“Before harvesting corn for silage, be sure you have a market for the silage or a sufficient number of livestock to feed it to,” says Brian Dougherty, Iowa State University Extension ag engineering specialist. “It may be difficult to harvest good-quality corn silage if the crop has weather damage and the economic value of the silage will likely be lower than silage from non-damaged fields.”

The resources section at the end of this article has links to information to help with pricing forages in the field and determining the economic value of corn silage. Dougherty provides the following tips for harvesting and storage.

When harvesting lodged corn for silage, use a Kemper head if possible. If a row crop head is used, flattening the head angle may help with feeding lodged corn into the forage harvester. Harvesting against the direction in which the crop is leaning and running the head as close to the ground as possible can also help.

In situations where immature or drought-stressed corn is being harvested, there is potential for high nitrate concentrations in the silage. High nitrate levels can be managed by increasing the cutting height or by diluting it in the feed ration. If high nitrate concentrations are a concern, submit a sample to a forage testing lab before the silage is fed to livestock.

Storage options for silage

The keys to good silage storability are harvesting at correct moisture, achieving good packing density, properly installing and maintaining  silage covers, and selecting a good location for storage. With unplanned silage harvest, flexible storage alternatives are needed, Dougherty says. These can include:

Silage bags. Bags are a good option for storing silage. They allow for flexibility in both storage capacity and location. The preferred moisture range for bagged corn silage is 60% to 70%. Exceeding 70% moisture may lead to seepage, nutrient loss and spoilage. Bagging silage too dry can cause uneven packing and lead to poor fermentation. Bags should be inspected regularly for holes and repaired immediately with bag tape if damage occurs. Placing bags away from trees and mowing vegetation around the bag can help prevent damage from animals.

Drive-over piles. This is a relatively inexpensive option for storing large volumes of silage. A moisture range of 65% to 72% works well for corn silage in drive-over piles. The key to making quality silage in piles is achieving good packing density. Spoilage losses can exceed 30% in poorly constructed piles. Unpacked piles are not an economical storage option.
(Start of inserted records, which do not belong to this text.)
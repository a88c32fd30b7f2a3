//! Synthetic landmark frames for scenario tests

use landmarks::{EyeIndices, LandmarkFrame, Point3, LEFT_EYE, REFINED_MESH_POINTS, RIGHT_EYE};

pub const EYE_WIDTH: f64 = 0.1;
pub const LEFT_CENTER: (f64, f64) = (0.35, 0.4);
pub const RIGHT_CENTER: (f64, f64) = (0.65, 0.4);

/// Per-eye pose of a synthetic frame
#[derive(Debug, Clone, Copy)]
pub struct EyePose {
    pub openness: f64,
    /// Iris offset from the eye-box center, in box widths/heights
    pub gaze: (f64, f64),
}

fn place_eye(points: &mut [Point3], eye: &EyeIndices, center: (f64, f64), pose: EyePose) {
    let (cx, cy) = center;
    let half_w = EYE_WIDTH / 2.0;
    let half_h = pose.openness * EYE_WIDTH / 2.0;

    for &i in eye.contour {
        points[i] = Point3::new(cx, cy, 0.0);
    }
    points[eye.outer_corner] = Point3::new(cx - half_w, cy, 0.0);
    points[eye.inner_corner] = Point3::new(cx + half_w, cy, 0.0);
    for (upper, lower) in eye.vertical_pairs {
        points[upper] = Point3::new(cx, cy - half_h, 0.0);
        points[lower] = Point3::new(cx, cy + half_h, 0.0);
    }

    let iris = Point3::new(
        cx + pose.gaze.0 * EYE_WIDTH,
        cy + pose.gaze.1 * 2.0 * half_h,
        0.0,
    );
    for &i in &eye.iris {
        points[i] = iris;
    }
}

/// Full refined-mesh frame with the given eye poses
pub fn frame(left: EyePose, right: EyePose) -> LandmarkFrame {
    let mut points = vec![Point3::new(0.5, 0.5, 0.0); REFINED_MESH_POINTS];
    place_eye(&mut points, &LEFT_EYE, LEFT_CENTER, left);
    place_eye(&mut points, &RIGHT_EYE, RIGHT_CENTER, right);
    LandmarkFrame::new(points)
}

/// Both eyes in the same pose
pub fn symmetric(openness: f64, gaze: (f64, f64)) -> LandmarkFrame {
    let pose = EyePose { openness, gaze };
    frame(pose, pose)
}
Silage should be placed in 6-inch layers and thoroughly packed with heavy machinery equipped with a front-end loader or push blade.

You can multiply the estimated tons per hour delivered to the bunker by 800 to get the pounds of packing weight needed. Pile slopes should be no greater than 3:1 to minimize risk of equipment rollover during filling. Use tractors equipped with rollover protection and seat belts for packing. Piles shouldn’t be higher than the feedout equipment can safely reach. Excessive pile height leads to silage overhang and potential collapse of the silage face. This is a serious safety hazard that may lead to injury or death.
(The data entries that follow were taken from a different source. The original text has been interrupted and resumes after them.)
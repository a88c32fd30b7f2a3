//! Risk Classifier
//!
//! Turns a history of eye samples into a cognitive assessment:
//! - Aggregated metrics vector (latency, pursuit, fixation, velocity proxies)
//! - Similarity to named reference profiles
//! - One-sided weighted risk score, category and confidence
//! - Escalation from a discrete target-acquisition test
//! - Biomarker impairments and recommendations

pub mod assessment;
pub mod biomarkers;
pub mod config;
pub mod metrics;
pub mod profiles;
pub mod recommendations;
pub mod risk;
pub mod target_test;

pub use assessment::{CognitiveAssessment, DetailedMetrics, RiskClassifier};
pub use biomarkers::Biomarkers;
pub use config::ClassifierConfig;
pub use metrics::{AggregatedMetrics, MetricAggregator};
pub use profiles::{ProfileSimilarity, ReferenceProfile, REFERENCE_PROFILES};
pub use risk::RiskCategory;
pub use target_test::{LatencyAssessment, TargetTestResult};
High-capacity forage harvesting equipment and sufficient packing capacity is needed to make large piles quickly. Ideally, piles should be built and covered the same day to avoid spoilage losses from the exposed silage surface. The pile should be covered with plastic and sealed along the sides by piling soil or other heavy fill material on top of the plastic. Tires, sandbags or other weights that won’t puncture the surface can be used to secure the plastic.
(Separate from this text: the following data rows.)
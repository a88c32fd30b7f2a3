//! Risk scoring and category mapping

use crate::config::{ClassifierConfig, RiskThresholds, RiskWeights};
use crate::metrics::AggregatedMetrics;
use serde::{Deserialize, Serialize};

/// Risk category
#[derive(Debug, Clone, Copy, PartialEq, Eq, PartialOrd, Ord, Default, Serialize, Deserialize)]
#[serde(rename_all = "snake_case")]
pub enum RiskCategory {
    #[default]
    Low,
    Medium,
    High,
}

impl RiskCategory {
    /// One level up, saturating at high
    pub fn escalate(self) -> Self {
        match self {
            RiskCategory::Low => RiskCategory::Medium,
            RiskCategory::Medium | RiskCategory::High => RiskCategory::High,
        }
    }

    pub fn as_str(&self) -> &'static str {
        match self {
            RiskCategory::Low => "low",
            RiskCategory::Medium => "medium",
            RiskCategory::High => "high",
        }
    }
}

impl std::fmt::Display for RiskCategory {
    fn fmt(&self, f: &mut std::fmt::Formatter<'_>) -> std::fmt::Result {
        f.write_str(self.as_str())
    }
}

/// Sum of one-sided penalties, capped at 1
///
/// A metric on its healthy side of the threshold contributes nothing.
pub fn risk_score(metrics: &AggregatedMetrics, weights: &RiskWeights, t: &RiskThresholds) -> f64 {
    let below = |value: f64, threshold: f64| {
        if value < threshold && threshold > 0.0 {
            (threshold - value) / threshold
        } else {
            0.0
        }
    };

    let mut score = 0.0;

    if metrics.saccade_latency_ms > t.saccade_latency_ms && t.saccade_latency_span_ms > 0.0 {
        score += (metrics.saccade_latency_ms - t.saccade_latency_ms) / t.saccade_latency_span_ms
            * weights.saccade_latency;
    }
    score += below(metrics.pursuit_gain, t.pursuit_gain) * weights.pursuit_gain;
    score += below(metrics.fixation_stability, t.fixation_stability) * weights.fixation_stability;
    score += metrics.antisaccade_errors.max(0.0) * weights.antisaccade_errors;
    score += below(metrics.saccade_velocity, t.saccade_velocity) * weights.saccade_velocity;
    score += below(metrics.gaze_stability, t.gaze_stability) * weights.gaze_stability;
    score += metrics.movement_variance.max(0.0) * weights.movement_variance;

    if score.is_nan() {
        0.0
    } else {
        score.clamp(0.0, 1.0)
    }
}

/// Category and in-band confidence for a risk score
pub fn categorize(score: f64, config: &ClassifierConfig) -> (RiskCategory, f64) {
    let (category, confidence) = if score >= config.high_risk_score {
        (
            RiskCategory::High,
            (0.8 + (score - config.high_risk_score) * 0.5).min(config.max_confidence),
        )
    } else if score >= config.medium_risk_score {
        (
            RiskCategory::Medium,
            0.75 + (score - config.medium_risk_score) * 0.3,
        )
    } else {
        (RiskCategory::Low, 0.8 - score * 0.2)
    };

    (
        category,
        confidence.clamp(config.min_confidence, config.max_confidence),
    )
}

#[cfg(test)]
mod tests {
    use super::*;
    use crate::profiles::{IMPAIRED_ADVANCED, IMPAIRED_EARLY, NORMAL};
    use proptest::prelude::*;

    fn score(metrics: &AggregatedMetrics) -> f64 {
        risk_score(metrics, &RiskWeights::default(), &RiskThresholds::default())
    }

    #[test]
    fn test_healthy_side_adds_nothing() {
        let metrics = AggregatedMetrics {
            saccade_latency_ms: 100.0,
            pursuit_gain: 1.0,
            fixation_stability: 1.0,
            saccade_velocity: 50.0,
            gaze_stability: 1.0,
            ..Default::default()
        };
        assert_eq!(score(&metrics), 0.0);
    }

    #[test]
    fn test_latency_penalty_is_one_sided() {
        let base = AggregatedMetrics {
            pursuit_gain: 1.0,
            fixation_stability: 1.0,
            saccade_velocity: 50.0,
            gaze_stability: 1.0,
            ..Default::default()
        };
        let slow = AggregatedMetrics {
            saccade_latency_ms: 350.0,
            ..base
        };
        // (350 - 250) / 200 * 0.2
        assert!((score(&slow) - 0.1).abs() < 1e-12);
    }

    #[test]
    fn test_profile_ordering() {
        let normal = score(&NORMAL.expected);
        let early = score(&IMPAIRED_EARLY.expected);
        let advanced = score(&IMPAIRED_ADVANCED.expected);
        assert!(normal < 0.4);
        assert!(normal < early && early < advanced);
        assert!(advanced >= 0.4);
    }

    #[test]
    fn test_category_bands() {
        let config = ClassifierConfig::default();
        assert_eq!(categorize(0.0, &config), (RiskCategory::Low, 0.8));
        let (cat, conf) = categorize(0.4, &config);
        assert_eq!(cat, RiskCategory::Medium);
        assert!((conf - 0.75).abs() < 1e-12);
        let (cat, conf) = categorize(1.0, &config);
        assert_eq!(cat, RiskCategory::High);
        assert!((conf - 0.95).abs() < 1e-12);
    }

    #[test]
    fn test_escalate_saturates() {
        assert_eq!(RiskCategory::Low.escalate(), RiskCategory::Medium);
        assert_eq!(RiskCategory::Medium.escalate(), RiskCategory::High);
        assert_eq!(RiskCategory::High.escalate(), RiskCategory::High);
    }

    proptest! {
        #[test]
        fn prop_confidence_bounded(score in -10.0f64..10.0) {
            let (_, confidence) = categorize(score, &ClassifierConfig::default());
            prop_assert!((0.3..=0.95).contains(&confidence));
        }
    }
}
Poorly secured plastic will lead to spoilage and is subject to wind damage. Rope can be stretched between weights to help secure the plastic if there aren’t enough weights to cover the entire surface. Leaving the pile uncovered will result in substantial spoilage losses that likely exceed the cost of purchasing and installing a cover. More information on pile sizing, construction and feedout techniques can be found in the online resources listed at the end of this article.

Trench silos. An alternative to piles is a trench design. In areas with suitable topography, short sidewalls can be constructed by excavating into a hillside. Sidewalls should be sloped outward from the bottom and height should be kept to a minimum. Walls should never be excavated vertically as this can lead to sidewall collapse. Lining the sides with plastic before filling will reduce spoilage losses and improve feed quality.

Sidewalls must be able to withstand lateral forces from both silage and packing equipment. Attempting to construct temporary bunker sidewalls out of round bales or other unsecured materials isn’t recommended. Unsecured or poorly engineered walls are a serious safety hazard that can fail rapidly and lead to equipment rollover.

Site selection and preparation 

Good site preparation is critical for reducing spoilage and feedout losses. Select a location that allows water to drain away from the site. Don’t locate bags or piles in a low area that may become inaccessible during wet conditions. Digging a shallow trench around the upslope area can help to divert surface water away from the site. A well-packed pad constructed with a 6-inch layer of 1.5- to 2.5-inch-diameter gravel under a 3-inch layer of limestone screenings makes an acceptable base for year-round access.

For temporary storage, placing bags or piles in a field or grass area is an option. However, equipment traffic during pile feedout on a site without a constructed base is likely to create ruts and mudholes during wet weather. Feeding out during cold weather can help, but the ground underneath piles will not freeze and may turn to mud. Investing time into site selection and preparation will help make temporary storage a success.